An employee of the dog-walking company Wag was arrested on Tuesday after surveillance footage showed her robbing a customer's home in Long Island, New York.

Shayna Bryan, a regular client of the app for three years, shared the video in a series of tweets. The dog walker was seen filling stolen goods into a huge purse while Bryan's two dogs looked on. Bryan alleged that the woman stole about $800 worth of items, including a handbag, makeup and jewelry. Bryan witnessed the entire incident on her phone while out on dinner. She then remotely set off an alarm and ordered the dog walker through a speaker system to return the goods in their place, but the woman ignored the command.

"I am writing this public letter to express my extreme disappointment in the lack of regard given to the recent situation in which your [Wag] employee’s priority was not to walk my dogs but rather to steal from my home," Bryan wrote on Twitter on Nov. 21.

In the video, a platinum-blond haired woman could be seen trying to stuff a heavy winter coat in the purse. After Bryan set off the alarm, she quickly returned the coat and fled the apartment with the other items. The woman was identified as Lisa Barrera, 22, from the Bronx, and later arrested and charged with larceny and petit larceny, the New York Police Department, said.

"To add fuel to the fire, a second video shows the walker failing to buckle [the dogs'] harnesses, leaving them vulnerable to running off, getting hurt or worse," Bryan wrote. "She completely compromised their safety."

Bryan immediately alerted the police as well as the company. But Wag did not respond to her multiple follow-ups over the next few days. She was "hesitant to involve the media" initially. However, the lack of initiative compelled her to take to Twitter and Facebook to share the incident.
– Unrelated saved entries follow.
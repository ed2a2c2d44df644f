use std::fmt;

/// A value extracted from a record by the field accessor.
///
/// Replaces the untyped union-plus-`u64::MAX` convention: a lookup that
/// fails yields [`FieldValue::Missing`], which cannot be confused with a
/// legitimate maximum-integer reading.
#[derive(Debug, Clone, Copy, PartialEq, serde::Serialize, serde::Deserialize)]
pub enum FieldValue {
    /// An unsigned byte count (every field except the timestamp).
    Integer(u64),
    /// Elapsed seconds (the `timestamp` field).
    Real(f64),
    /// The requested field/id is not part of this record.
    Missing,
}

impl FieldValue {
    /// Returns true for the sentinel "missing" marker.
    #[must_use]
    pub const fn is_missing(&self) -> bool {
        matches!(self, Self::Missing)
    }

    /// Try to extract an integer reading.
    #[must_use]
    pub const fn as_integer(&self) -> Option<u64> {
        match self {
            Self::Integer(v) => Some(*v),
            _ => None,
        }
    }

    /// Try to extract a floating-point reading.
    #[must_use]
    pub const fn as_real(&self) -> Option<f64> {
        match self {
            Self::Real(v) => Some(*v),
            _ => None,
        }
    }

    /// Numeric coercion for plotting: integers widen to `f64`, missing
    /// values read as zero.
    #[must_use]
    #[allow(clippy::cast_precision_loss)]
    pub fn to_f64(&self) -> f64 {
        match self {
            Self::Integer(v) => *v as f64,
            Self::Real(v) => *v,
            Self::Missing => 0.0,
        }
    }
}

impl fmt::Display for FieldValue {
    fn fmt(&self, f: &mut fmt::Formatter<'_>) -> fmt::Result {
        match self {
            Self::Integer(v) => write!(f, "{v}"),
            Self::Real(v) => write!(f, "{v:.6}"),
            // An absent field renders as an empty CSV cell.
            Self::Missing => Ok(()),
        }
    }
}
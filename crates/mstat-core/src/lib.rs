//! Core I/O layer for mstat memory-usage logs.
//!
//! The on-disk layout is:
//! ```text
//! [Header prefix: 16 bytes — magic, field count, end-of-header offset]
//! [Field table: per field, u32 length + name bytes]
//! [Record 0: fixed-width values in stored field order]
//! [Record 1]
//! ...
//! ```
//! All integers are little-endian. Records are back-to-back with no
//! per-record length prefix; the only way to count them is a sequential
//! scan, which is what [`Session::iterate`] provides.

pub mod header;
pub mod record_io;
pub mod session;
pub mod smaps;

pub use header::Header;
pub use session::Session;
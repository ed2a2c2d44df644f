//! Sampler: follow one process and append its memory counters to a log
//! until the process exits or we are interrupted.

use std::ffi::OsString;
use std::io::{self, Write};
use std::path::PathBuf;
use std::sync::atomic::{AtomicBool, Ordering};
use std::sync::Arc;
use std::time::{Duration, Instant};

use mstat_cli::logging;
use mstat_core::{smaps, Session};
use mstat_error::MstatError;
use mstat_types::Record;
use tracing::{debug, info, warn};

#[derive(Debug, Clone, PartialEq)]
struct Options {
    verbose: bool,
    clobber: bool,
    sample_rate: f64,
    pid: u32,
    output: Option<PathBuf>,
}

fn main() {
    let mut stdout = io::stdout();
    let mut stderr = io::stderr();
    let exit_code = run(std::env::args_os(), &mut stdout, &mut stderr);
    if exit_code != 0 {
        std::process::exit(exit_code);
    }
}

fn run<I, W, E>(args: I, out: &mut W, err: &mut E) -> i32
where
    I: IntoIterator<Item = OsString>,
    W: Write,
    E: Write,
{
    let options = match parse_args(args) {
        Ok(Some(options)) => options,
        Ok(None) => {
            let _ = write_usage(out);
            return 0;
        }
        Err(message) => {
            let _ = writeln!(err, "error: {message}");
            let _ = write_usage(err);
            return 2;
        }
    };

    logging::init(options.verbose);

    match sample(&options, out) {
        Ok(()) => 0,
        Err(error) => {
            let _ = writeln!(err, "error: {error}");
            error.exit_code()
        }
    }
}

fn sample<W: Write>(options: &Options, out: &mut W) -> mstat_error::Result<()> {
    let interval = sample_interval(options.sample_rate)?;
    if !smaps::pid_running(options.pid) {
        return Err(MstatError::PidGone { pid: options.pid });
    }
    // Probe the rollup before touching the output path, so an unreadable
    // pid never leaves an empty log behind.
    smaps::attach(&mut Record::default(), options.pid)?;

    let path = options
        .output
        .clone()
        .unwrap_or_else(|| PathBuf::from(format!("{}.mstat", options.pid)));
    if path.exists() {
        if options.clobber {
            std::fs::remove_file(&path)?;
            warn!(path = %path.display(), "existing log clobbered");
        } else {
            return Err(MstatError::Io(io::Error::new(
                io::ErrorKind::AlreadyExists,
                format!("{} already exists (use -c to overwrite)", path.display()),
            )));
        }
    }

    let mut session = Session::open(&path)?;

    let flush_requested = Arc::new(AtomicBool::new(false));
    let shutdown = Arc::new(AtomicBool::new(false));
    register_signals(&flush_requested, &shutdown)?;

    writeln!(
        out,
        "PID: {}\nSamples per second: {:.2}\n(interrupt with ctrl-c...)",
        options.pid, options.sample_rate
    )?;

    let start = Instant::now();
    let mut samples = 0u64;

    while !shutdown.load(Ordering::Relaxed) {
        let mut record = Record::default();
        record.timestamp = start.elapsed().as_secs_f64();

        if let Err(error) = smaps::attach(&mut record, options.pid) {
            info!(pid = options.pid, "pid gone, sampling stopped");
            session.close()?;
            return match samples {
                // Nothing was ever sampled: the pid vanished before the
                // first read, report that as the failure it is.
                0 => Err(error),
                _ => Ok(()),
            };
        }

        session.append(&record)?;
        samples += 1;
        debug!(
            pid = record.pid,
            sample = samples,
            elapsed = record.timestamp,
            rss = record.rss,
            "sampled"
        );

        if flush_requested.swap(false, Ordering::Relaxed) {
            session.flush()?;
            info!(path = %session.path().display(), "flushed on request");
        }

        std::thread::sleep(interval);
    }

    info!(samples, "shutting down");
    session.close()
}

/// The sleep between samples. A rate can be positive yet so small that
/// its reciprocal does not fit in a `Duration`; that is a caller error,
/// not a panic.
fn sample_interval(sample_rate: f64) -> mstat_error::Result<Duration> {
    Duration::try_from_secs_f64(1.0 / sample_rate).map_err(|e| {
        MstatError::Io(io::Error::new(
            io::ErrorKind::InvalidInput,
            format!("sample rate {sample_rate} is out of range: {e}"),
        ))
    })
}

fn register_signals(
    flush_requested: &Arc<AtomicBool>,
    shutdown: &Arc<AtomicBool>,
) -> io::Result<()> {
    signal_hook::flag::register(signal_hook::consts::SIGUSR1, Arc::clone(flush_requested))?;
    signal_hook::flag::register(signal_hook::consts::SIGINT, Arc::clone(shutdown))?;
    signal_hook::flag::register(signal_hook::consts::SIGTERM, Arc::clone(shutdown))?;
    Ok(())
}

/// `Ok(None)` means help was requested.
fn parse_args<I>(args: I) -> Result<Option<Options>, String>
where
    I: IntoIterator<Item = OsString>,
{
    let mut iter = args.into_iter();
    let _argv0 = iter.next();

    let mut verbose = false;
    let mut clobber = false;
    let mut sample_rate = 1.0f64;
    let mut pid: Option<u32> = None;
    let mut output: Option<PathBuf> = None;

    while let Some(argument) = iter.next() {
        let arg = argument.to_string_lossy();
        match arg.as_ref() {
            "-h" | "--help" => return Ok(None),
            "-v" | "--verbose" => verbose = true,
            "-c" | "--clobber" => clobber = true,
            "-s" | "--sample-rate" => {
                let next = iter
                    .next()
                    .ok_or_else(|| String::from("missing value for `-s/--sample-rate`"))?;
                let text = next.to_string_lossy();
                sample_rate = text
                    .parse()
                    .map_err(|_| format!("invalid sample rate `{text}`"))?;
                if sample_rate <= 0.0 || !sample_rate.is_finite() {
                    return Err(format!("sample rate must be positive, got `{text}`"));
                }
                if sample_interval(sample_rate).is_err() {
                    return Err(format!("sample rate `{text}` is too small"));
                }
            }
            "-o" | "--output" => {
                let next = iter
                    .next()
                    .ok_or_else(|| String::from("missing value for `-o/--output`"))?;
                output = Some(PathBuf::from(next));
            }
            other if other.starts_with('-') => {
                return Err(format!("unknown option `{other}`"));
            }
            other => {
                if pid.is_some() {
                    return Err(String::from("too many positional arguments; expected one PID"));
                }
                pid = Some(
                    other
                        .parse()
                        .map_err(|_| format!("invalid PID `{other}`"))?,
                );
            }
        }
    }

    let pid = pid.ok_or_else(|| String::from("missing PID argument"))?;
    Ok(Some(Options {
        verbose,
        clobber,
        sample_rate,
        pid,
        output,
    }))
}

fn write_usage<W: Write>(out: &mut W) -> io::Result<()> {
    writeln!(
        out,
        "usage: mstat [OPTIONS] <PID>\n\
         \x20 -h, --help             this help message\n\
         \x20 -v, --verbose          increased verbosity\n\
         \x20 -c, --clobber          overwrite the output file if it exists\n\
         \x20 -s, --sample-rate N    samples per second (default: 1.00)\n\
         \x20 -o, --output FILE      output path (default: <PID>.mstat)\n\
         \n\
         Send SIGUSR1 to flush buffered records to disk."
    )
}

#[cfg(test)]
mod tests {
    use super::*;

    fn parse(args: &[&str]) -> Result<Option<Options>, String> {
        let mut full = vec![OsString::from("mstat")];
        full.extend(args.iter().map(OsString::from));
        parse_args(full)
    }

    #[test]
    fn defaults() {
        let options = parse(&["1234"]).expect("parse").expect("options");
        assert_eq!(
            options,
            Options {
                verbose: false,
                clobber: false,
                sample_rate: 1.0,
                pid: 1234,
                output: None,
            }
        );
    }

    #[test]
    fn all_flags() {
        let options = parse(&["-v", "-c", "-s", "2.5", "-o", "out.mstat", "42"])
            .expect("parse")
            .expect("options");
        assert!(options.verbose);
        assert!(options.clobber);
        assert_eq!(options.sample_rate, 2.5);
        assert_eq!(options.pid, 42);
        assert_eq!(options.output, Some(PathBuf::from("out.mstat")));
    }

    #[test]
    fn help_short_circuits() {
        assert_eq!(parse(&["-h"]).expect("parse"), None);
        assert_eq!(parse(&["--help", "1234"]).expect("parse"), None);
    }

    #[test]
    fn rejects_bad_input() {
        assert!(parse(&[]).is_err());
        assert!(parse(&["abc"]).is_err());
        assert!(parse(&["-s", "0", "1"]).is_err());
        assert!(parse(&["-s", "nan", "1"]).is_err());
        assert!(parse(&["-s", "1e-300", "1"]).is_err());
        assert!(parse(&["-s"]).is_err());
        assert!(parse(&["--frobnicate", "1"]).is_err());
        assert!(parse(&["1", "2"]).is_err());
    }

    #[test]
    fn run_reports_usage_errors_on_stderr() {
        let mut out = Vec::new();
        let mut err = Vec::new();
        let code = run(vec![OsString::from("mstat")], &mut out, &mut err);
        assert_eq!(code, 2);
        let err = String::from_utf8(err).expect("utf8");
        assert!(err.contains("missing PID"));
        assert!(err.contains("usage: mstat"));
    }

    #[test]
    fn run_fails_cleanly_for_a_pid_that_never_existed() {
        let dir = tempfile::tempdir().expect("tempdir");
        let out_path = dir.path().join("gone.mstat");
        let mut out = Vec::new();
        let mut err = Vec::new();
        // Pid 0 has no procfs entry.
        let code = run(
            ["mstat", "-o", out_path.to_string_lossy().as_ref(), "0"]
                .iter()
                .map(OsString::from),
            &mut out,
            &mut err,
        );
        assert_eq!(code, MstatError::PidGone { pid: 0 }.exit_code());
        assert!(!out_path.exists(), "no log for a pid that never existed");
    }

    #[test]
    fn extreme_sample_rate_errors_instead_of_panicking() {
        // 1/1e-300 seconds does not fit in a Duration; the conversion
        // must surface as an error before any file is touched.
        assert!(sample_interval(1e-300).is_err());
        assert!(sample_interval(1.0).is_ok());

        let dir = tempfile::tempdir().expect("tempdir");
        let out_path = dir.path().join("slow.mstat");
        let options = Options {
            verbose: false,
            clobber: false,
            sample_rate: 1e-300,
            pid: std::process::id(),
            output: Some(out_path.clone()),
        };
        let err = sample(&options, &mut Vec::new()).unwrap_err();
        assert!(matches!(err, MstatError::Io(_)));
        assert!(!out_path.exists(), "rejected rate must not create a log");
    }

    #[test]
    fn refuses_to_overwrite_without_clobber() {
        let dir = tempfile::tempdir().expect("tempdir");
        let out_path = dir.path().join("busy.mstat");
        std::fs::write(&out_path, b"occupied").expect("seed file");

        let options = Options {
            verbose: false,
            clobber: false,
            sample_rate: 1.0,
            // Sampling our own pid keeps the pre-flight pid check happy.
            pid: std::process::id(),
            output: Some(out_path.clone()),
        };
        let err = sample(&options, &mut Vec::new()).unwrap_err();
        assert!(matches!(err, MstatError::Io(_)));
        assert_eq!(std::fs::read(&out_path).expect("reread"), b"occupied");
    }
}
"It took five days and basically a Facebook post going viral before they would respond, which was really disappointing and frustrating because I thought they would make something like this a top priority," Bryan told CBS2.

The walker's account was later deactivated and the company reimbursed Bryan for the walk.

"Every walker must pass a vetting process and a background check before being allowed to join the Wag platform," Heather Rothenberg, VP of Trust and Safety and Corporate Affairs at Wag, said in a statement. "Every applicant must pass an online test covering dog safety, equipment, and handling knowledge before we allow them on the Wag! platform to care for your dog."